Impact in Science and Society
Medaglia and members of the Cognitive Neuroengineering and Wellbeing Laboratory (CogNeW) use neuroscience and psychology in individuals to promote wellbeing and improve treatments with brain stimulation. They use advanced network analysis and brain stimulation to study and improve self-control in health and disorders like dementia, ADHD, and stroke. In addition, CogNeW laboratory studies how the public and professionals view cognitive enhancement – improving the mind – with education and technology.

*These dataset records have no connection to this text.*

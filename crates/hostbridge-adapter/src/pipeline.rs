//! Plugin pipeline — ordered hooks around the user handler.
//!
//! Plugins are registered once at adapter construction and run in
//! registration order for every invocation: `on_request` hooks first
//! (any of them may short-circuit with a response), then the handler,
//! then `on_response` hooks over whatever response was produced. Errors
//! from the handler or any hook are routed through `on_error` hooks;
//! the first one to answer wins, and a generic server error is
//! synthesized when none does, with the original error handed to the
//! operator through the tracing channel rather than the wire.

use std::future::Future;
use std::pin::Pin;
use std::sync::Arc;

use async_trait::async_trait;
use tracing::{debug, error};

use hostbridge_core::{AdapterError, CanonicalRequest, CanonicalResponse, ServerContext};

/// Boxed future alias for handler results.
pub type HandlerFuture =
    Pin<Box<dyn Future<Output = anyhow::Result<Option<CanonicalResponse>>> + Send>>;

/// The user handler.
///
/// Receives the canonical request and the opaque host context; returns
/// a response, or `None` to decline the request (middleware hosts then
/// defer to the rest of their chain, everyone else gets the configured
/// not-found reply).
pub type Handler = Arc<dyn Fn(Arc<CanonicalRequest>, ServerContext) -> HandlerFuture + Send + Sync>;

/// Wrap an async closure as a [`Handler`].
pub fn handler_fn<F, Fut>(f: F) -> Handler
where
    F: Fn(Arc<CanonicalRequest>, ServerContext) -> Fut + Send + Sync + 'static,
    Fut: Future<Output = anyhow::Result<Option<CanonicalResponse>>> + Send + 'static,
{
    Arc::new(move |request, context| Box::pin(f(request, context)))
}

/// A pipeline hook. All methods default to "not interested".
///
/// `on_request` may mutate the request in place (headers, annotations)
/// or short-circuit by returning a response. `on_response` may mutate
/// the response through the exclusive reference or replace it by
/// returning a new one. `on_error` may convert a failure into a
/// response; returning `None` passes the error along.
#[async_trait]
pub trait Plugin: Send + Sync {
    async fn on_request(
        &self,
        _request: &mut CanonicalRequest,
        _context: &ServerContext,
    ) -> anyhow::Result<Option<CanonicalResponse>> {
        Ok(None)
    }

    async fn on_response(
        &self,
        _request: &CanonicalRequest,
        _context: &ServerContext,
        _response: &mut CanonicalResponse,
    ) -> anyhow::Result<Option<CanonicalResponse>> {
        Ok(None)
    }

    async fn on_error(
        &self,
        _request: &CanonicalRequest,
        _context: &ServerContext,
        _error: &AdapterError,
    ) -> Option<CanonicalResponse> {
        None
    }
}

/// What one pipeline run produced.
#[derive(Debug)]
pub enum PipelineOutcome {
    /// A response, ready for delivery.
    Response(CanonicalResponse),
    /// The handler declined and the shape supports deferral.
    Deferred,
}

/// Factory for the reply when the handler declines and cannot defer.
pub type NotFoundFactory = Arc<dyn Fn(&CanonicalRequest) -> CanonicalResponse + Send + Sync>;

/// Factory for the generic reply to an unhandled error. Must not leak
/// internal detail into the response.
pub type ErrorFactory = Arc<dyn Fn(&AdapterError) -> CanonicalResponse + Send + Sync>;

enum PreOutcome {
    Continue,
    Short(CanonicalResponse),
    Fail(AdapterError),
}

/// The immutable, ordered plugin chain.
pub struct PluginPipeline {
    plugins: Vec<Arc<dyn Plugin>>,
}

impl PluginPipeline {
    pub fn new(plugins: Vec<Arc<dyn Plugin>>) -> Self {
        PluginPipeline { plugins }
    }

    pub fn is_empty(&self) -> bool {
        self.plugins.is_empty()
    }

    /// Run the full hook/handler sequence for one invocation.
    ///
    /// `may_defer` is true only for shapes with a `next` continuation;
    /// it turns a declining handler into [`PipelineOutcome::Deferred`]
    /// instead of a not-found reply.
    pub async fn run(
        &self,
        request: CanonicalRequest,
        context: ServerContext,
        handler: &Handler,
        may_defer: bool,
        not_found: &NotFoundFactory,
        server_error: &ErrorFactory,
    ) -> PipelineOutcome {
        let mut request = request;

        let mut pre = PreOutcome::Continue;
        for plugin in &self.plugins {
            match plugin.on_request(&mut request, &context).await {
                Ok(None) => {}
                Ok(Some(response)) => {
                    debug!("request short-circuited by plugin");
                    pre = PreOutcome::Short(response);
                    break;
                }
                Err(err) => {
                    pre = PreOutcome::Fail(AdapterError::Handler(err));
                    break;
                }
            }
        }

        // Mutation ends here; hooks and the handler share the request
        // read-only from now on.
        let request = Arc::new(request);

        let produced: Result<Option<CanonicalResponse>, AdapterError> = match pre {
            PreOutcome::Short(response) => Ok(Some(response)),
            PreOutcome::Fail(err) => Err(err),
            PreOutcome::Continue => match handler(request.clone(), context.clone()).await {
                Ok(response) => Ok(response),
                Err(err) => Err(AdapterError::Handler(err)),
            },
        };

        match produced {
            Err(err) => {
                PipelineOutcome::Response(
                    self.recover(&request, &context, err, server_error, true).await,
                )
            }
            Ok(None) if may_defer => PipelineOutcome::Deferred,
            Ok(response) => {
                let response = response.unwrap_or_else(|| not_found(&request));
                match self.post_process(&request, &context, response).await {
                    Ok(response) => PipelineOutcome::Response(response),
                    Err(err) => PipelineOutcome::Response(
                        self.recover(&request, &context, err, server_error, false).await,
                    ),
                }
            }
        }
    }

    /// Run `on_response` hooks in order over a produced response.
    async fn post_process(
        &self,
        request: &CanonicalRequest,
        context: &ServerContext,
        mut response: CanonicalResponse,
    ) -> Result<CanonicalResponse, AdapterError> {
        for plugin in &self.plugins {
            match plugin.on_response(request, context, &mut response).await {
                Ok(None) => {}
                Ok(Some(replacement)) => response = replacement,
                Err(err) => return Err(AdapterError::Handler(err)),
            }
        }
        Ok(response)
    }

    /// Route an error through `on_error` hooks; first response wins.
    ///
    /// A winning error response still gets `on_response` post-processing
    /// (`allow_post`), except when the error came from the
    /// `on_response` chain itself — that would loop. The synthesized
    /// last-resort reply skips post-processing either way.
    async fn recover(
        &self,
        request: &CanonicalRequest,
        context: &ServerContext,
        err: AdapterError,
        server_error: &ErrorFactory,
        allow_post: bool,
    ) -> CanonicalResponse {
        error!(error = %err, "invocation failed, running error hooks");
        for plugin in &self.plugins {
            if let Some(response) = plugin.on_error(request, context, &err).await {
                if !allow_post {
                    return response;
                }
                return match self.post_process(request, context, response).await {
                    Ok(response) => response,
                    Err(post_err) => {
                        error!(error = %post_err, "response hooks failed on an error response");
                        server_error(&post_err)
                    }
                };
            }
        }
        server_error(&err)
    }
}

While new techniques are exciting, it’s important to understand the ethical and moral context of enhancing individuals. The public contributes funding and votes to what is preferable to research and use at home, in clinics, and in classrooms, but we know little about how their beliefs guide their actions. Medaglia and his team study what people think is right and wrong to do to help shape public policy and educate people about the stakes and possibilities in human enhancement. Medaglia also works closely with students to run a “Power and Privilege in Professional Psychology” series to improve equity in the field.